I was very stressed and short on sleep all last week, primarily because of the plumbing disaster at my place and the uncertainties of whether I would be properply reimbursed for my damaged property and where/with whom I'll be living in the near future. My worries over those things snowballed, and by the end of the week, I was stressed about a bunch of other related and unrelated things that probably shouldn't have concerned me or bothered me the way they did. Stressful issues just popped out of somewhere and gathered together in my mind to have a group therapy session... which turned into a riot.
I've wanted a place to call home, that would really feel like my home. Just as I thought I'd found it, here comes a threat to take it away. Behind the frustration of not having a home-sweet-home is the frustration resulting from some loss of order, organization, control, stability, and individuality. And behind that frustration is a big fear of losing the connections that are keeping me well-grounded these days...
Next week, I'm going on a seven-day cruise to Alaska with my parents and brother. I'll be disconnected for more than a week. No internet, no phone, no friends, no Babe. I'm anticipating the ache I will feel from the disconnection. The anticipation itself is already an ache.

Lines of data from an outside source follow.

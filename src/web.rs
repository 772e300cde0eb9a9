//! Browser bindings
//!
//! JS owns the canvas, the texture atlas and the `requestAnimationFrame`
//! loop. Each frame it forwards input, calls `update` with the live canvas
//! size, then draws the flat sprite buffer.

use wasm_bindgen::prelude::*;

use crate::Game;
use crate::input::{InputEvent, Key};
use crate::persistence::LocalStorageStore;
use crate::settings::Settings;
use crate::sim::{Difficulty, GameEvent};

#[wasm_bindgen(start)]
pub fn start() {
    console_error_panic_hook::set_once();
    console_log::init_with_level(log::Level::Info).ok();
    log::info!("Alien Drift starting...");
}

#[wasm_bindgen]
pub struct WebGame {
    game: Game<LocalStorageStore>,
    width: f32,
    height: f32,
}

#[wasm_bindgen]
impl WebGame {
    #[wasm_bindgen(constructor)]
    pub fn new(width: f32, height: f32) -> WebGame {
        let seed = rand::random::<u64>();
        WebGame {
            game: Game::new(LocalStorageStore::open(), Settings::load(), seed),
            width,
            height,
        }
    }

    /// Canvas resized
    pub fn resize(&mut self, width: f32, height: f32) {
        self.width = width;
        self.height = height;
    }

    /// Menu / game-over tier selection. Returns false for unknown names or
    /// while a round is still in progress.
    pub fn start(&mut self, difficulty: &str) -> bool {
        let Some(difficulty) = Difficulty::from_str(difficulty) else {
            return false;
        };
        if self
            .game
            .select_tier(difficulty, &(self.width, self.height))
            .is_none()
        {
            return false;
        }
        self.game.settings().save();
        true
    }

    /// `KeyboardEvent.code` of a key press
    pub fn key_down(&mut self, code: &str) {
        self.game.handle_input(InputEvent::KeyDown(Key::from_code(code)));
    }

    pub fn touch(&mut self) {
        self.game.handle_input(InputEvent::Touch);
    }

    /// Advance one frame. Returns the names of the events that fired, for
    /// sound effects and animation swaps.
    pub fn update(&mut self, dt: f32) -> Vec<String> {
        let dt = dt.min(0.1);
        self.game
            .update(dt, &(self.width, self.height))
            .into_iter()
            .map(|e| {
                match e {
                    GameEvent::RoundStarted { .. } => "round_started",
                    GameEvent::Jumped => "jumped",
                    GameEvent::ObstacleSpawned { .. } => "obstacle_spawned",
                    GameEvent::ObstaclesPassed { .. } => "obstacles_passed",
                    GameEvent::NewHighScore { .. } => "new_high_score",
                    GameEvent::RoundOver { .. } => "round_over",
                }
                .to_string()
            })
            .collect()
    }

    /// Sprites as `[kind, variant, x, y, w, h, frame]` records; kind 0 is the
    /// player, 1 an obstacle. y is measured from the bottom of the canvas.
    pub fn sprites(&self) -> Vec<f32> {
        use crate::game::SpriteKind;

        let mut out = Vec::new();
        for s in self.game.sprites() {
            let (kind, variant) = match s.kind {
                SpriteKind::Player => (0.0, 0.0),
                SpriteKind::Obstacle { variant, .. } => (1.0, variant as f32),
            };
            out.extend_from_slice(&[
                kind,
                variant,
                s.pos.x,
                s.pos.y,
                s.size.x,
                s.size.y,
                s.frame as f32,
            ]);
        }
        out
    }

    pub fn score(&self) -> f64 {
        self.game.session().score() as f64
    }

    pub fn high_score(&self) -> f64 {
        self.game.session().high_score() as f64
    }

    pub fn difficulty(&self) -> String {
        self.game.session().difficulty().as_str().to_string()
    }

    pub fn is_playing(&self) -> bool {
        self.game.is_playing()
    }

    pub fn is_game_over(&self) -> bool {
        self.game.is_game_over()
    }
}
//! Obstacle placement
//!
//! Candidates are drawn from a band just past the right edge of the screen
//! and rejected when they crowd an obstacle that is already active. After a
//! bounded number of tries the spawn is simply skipped.

use glam::Vec2;
use rand::Rng;
use rand_pcg::Pcg32;
use serde::{Deserialize, Serialize};

use crate::consts::{MIN_SEPARATION, PLACEMENT_ATTEMPTS, SPAWN_BAND_WIDTH};

/// Source of uniform randomness for spawning
///
/// Production uses a seeded [`Pcg32`]; tests script exact sequences with
/// [`SequenceRandom`].
pub trait RandomSource {
    /// Uniform sample in `[0, 1)`
    fn next_unit(&mut self) -> f32;

    /// Uniform sample in `[lo, hi)`
    fn range(&mut self, lo: f32, hi: f32) -> f32 {
        lo + (hi - lo) * self.next_unit()
    }

    /// Uniform index in `0..len` (`len` must be non-zero)
    fn index(&mut self, len: usize) -> usize {
        debug_assert!(len > 0);
        ((self.next_unit() * len as f32) as usize).min(len - 1)
    }
}

impl RandomSource for Pcg32 {
    fn next_unit(&mut self) -> f32 {
        self.random::<f32>()
    }
}

/// Replays a fixed list of unit samples, wrapping around at the end
#[derive(Debug, Clone)]
pub struct SequenceRandom {
    values: Vec<f32>,
    cursor: usize,
}

impl SequenceRandom {
    pub fn new(values: Vec<f32>) -> Self {
        debug_assert!(!values.is_empty());
        debug_assert!(values.iter().all(|v| (0.0..1.0).contains(v)));
        Self { values, cursor: 0 }
    }

    /// Number of samples handed out so far
    pub fn draws(&self) -> usize {
        self.cursor
    }
}

impl RandomSource for SequenceRandom {
    fn next_unit(&mut self) -> f32 {
        let v = self.values[self.cursor % self.values.len()];
        self.cursor += 1;
        v
    }
}

/// How a spawn candidate is judged against an existing obstacle
#[derive(Debug, Clone, Copy, PartialEq, Eq, Serialize, Deserialize, Default)]
pub enum SeparationRule {
    /// Reject only if the candidate is close on both axes at once
    PerAxis,
    /// Reject if the corners are closer than the threshold in a straight line
    #[default]
    Euclidean,
}

impl SeparationRule {
    pub fn as_str(&self) -> &'static str {
        match self {
            SeparationRule::PerAxis => "PerAxis",
            SeparationRule::Euclidean => "Euclidean",
        }
    }

    /// Whether `candidate` keeps enough distance from `existing`
    pub fn accepts(&self, candidate: Vec2, existing: Vec2, min_separation: f32) -> bool {
        match self {
            SeparationRule::PerAxis => {
                let d = (candidate - existing).abs();
                d.x > min_separation || d.y > min_separation
            }
            SeparationRule::Euclidean => candidate.distance(existing) >= min_separation,
        }
    }
}

/// Everything the placement heuristic needs to know about the screen
#[derive(Debug, Clone, Copy)]
pub struct SpawnArea {
    pub screen: Vec2,
    pub obstacle_size: Vec2,
}

impl SpawnArea {
    /// Horizontal range of the off-screen spawn band
    pub fn x_range(&self) -> (f32, f32) {
        (self.screen.x, self.screen.x + SPAWN_BAND_WIDTH)
    }

    /// Vertical range keeping the obstacle fully on screen
    pub fn y_range(&self) -> (f32, f32) {
        (0.0, (self.screen.y - self.obstacle_size.y).max(0.0))
    }
}

/// Try up to [`PLACEMENT_ATTEMPTS`] candidates; `None` means skip this spawn
pub fn find_spawn_position<R: RandomSource + ?Sized>(
    area: &SpawnArea,
    existing: &[Vec2],
    rule: SeparationRule,
    rng: &mut R,
) -> Option<Vec2> {
    let (x_lo, x_hi) = area.x_range();
    let (y_lo, y_hi) = area.y_range();

    for attempt in 0..PLACEMENT_ATTEMPTS {
        let candidate = Vec2::new(rng.range(x_lo, x_hi), rng.range(y_lo, y_hi));
        if existing
            .iter()
            .all(|&pos| rule.accepts(candidate, pos, MIN_SEPARATION))
        {
            log::trace!("placement accepted on attempt {}", attempt + 1);
            return Some(candidate);
        }
    }

    None
}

And then I realize that I only want one man right now. First reaction: panic. When was the last time I wanted more than one man at at time? I want to and would go into this subject and all the thoughts that stemmed from it, but then it would take me another day or two to write out all that I've analyzed and connected together and sorted out... and I don't feel like elaborating on them right this moment. Let's just say, my thoughts were reeling out of control for a bit, influenced by empathy and anticipation and a whole lotta other shit, including the shit on the hardwood floors.
My place now seems as clean as it was before the disaster. I've always worn slippers around the house, so I'm not as bothered by the possibility of walking on shit-tainted floors. I'd like to live there until the end of the summer, at least. I don't want to be rushed into moving again so soon.
I started to feel pain in my stomach (not guts) on Satuday afternoon. I'd had In 'n Out for brunch, and followed that up with about 5 or 6 pieces of taffy from a candy shop at the Fisherman's wharf in Monterey. The pain lasts for 2 to 5 seconds and recurrs at 30min to 2hr intervals. I should probably add antacids to my list of things to get reimbursed for...
Sex could've helped me de-stress a little, but it was rag-week. I always feel so, so robbed. He didn't have to go without. He never has to go without. And sometimes that really gets to me. That men get it all. Men have it all.
While men are doing the funnest things in life - racing vehicles on tracks and dirt, playing the guitar or drums and making bands, bonding with other guys over sports and babes, jacking off to porn, playing basketball, playing videogames, always playing, playing, playing - what are all the women doing for fun? Knitting, doing their nails, putting on makeup, changing diapers? No really... what are all you women out there doing?
Please don't say they're all at the mall shopping all the time, and that's their #1 favorite thing to do. That's lame. Why aren't more women playing the guitar and forming bands? Why aren't there more women in extreme sports? Why is it that the only girls in these scenes are not much more than decorations in bikini tops and hotpants standing on the sidelines watching all the guys have fun? What's wrong with women? Can't they do more than follow their men around?
Sure, I want a bigger part of this man's world. I'm sick of being one of a few other women joining in... and not just here at work, but in every single thing that I'm interested in or want to get into. I really shouldn't let the absence of women in these activities intimidate me or hold me back. There must be a bigger reason not many women are involved in some of those things than that they simply can't hang w/ the guys. It can't be that lack the ability to do and enjoy the same activities as guys, despite their interest in doing them.
But If that is the case, why should I try? Why should I try to get into something if I'm destined to drop out because I am woman? Because maybe that is what is stopping all the other women! I won't let the lack of female comaraderie stop ME any longer!
I have only one life, and I should do whatever I want to do before it's over, without regard to what the rest of the members of my gender is/isn't doing! Money should to be my only limiter. And I don't need a fucking female role model! I never did. I finally realize that.
I'm going to stop writing now and go live some more of my life.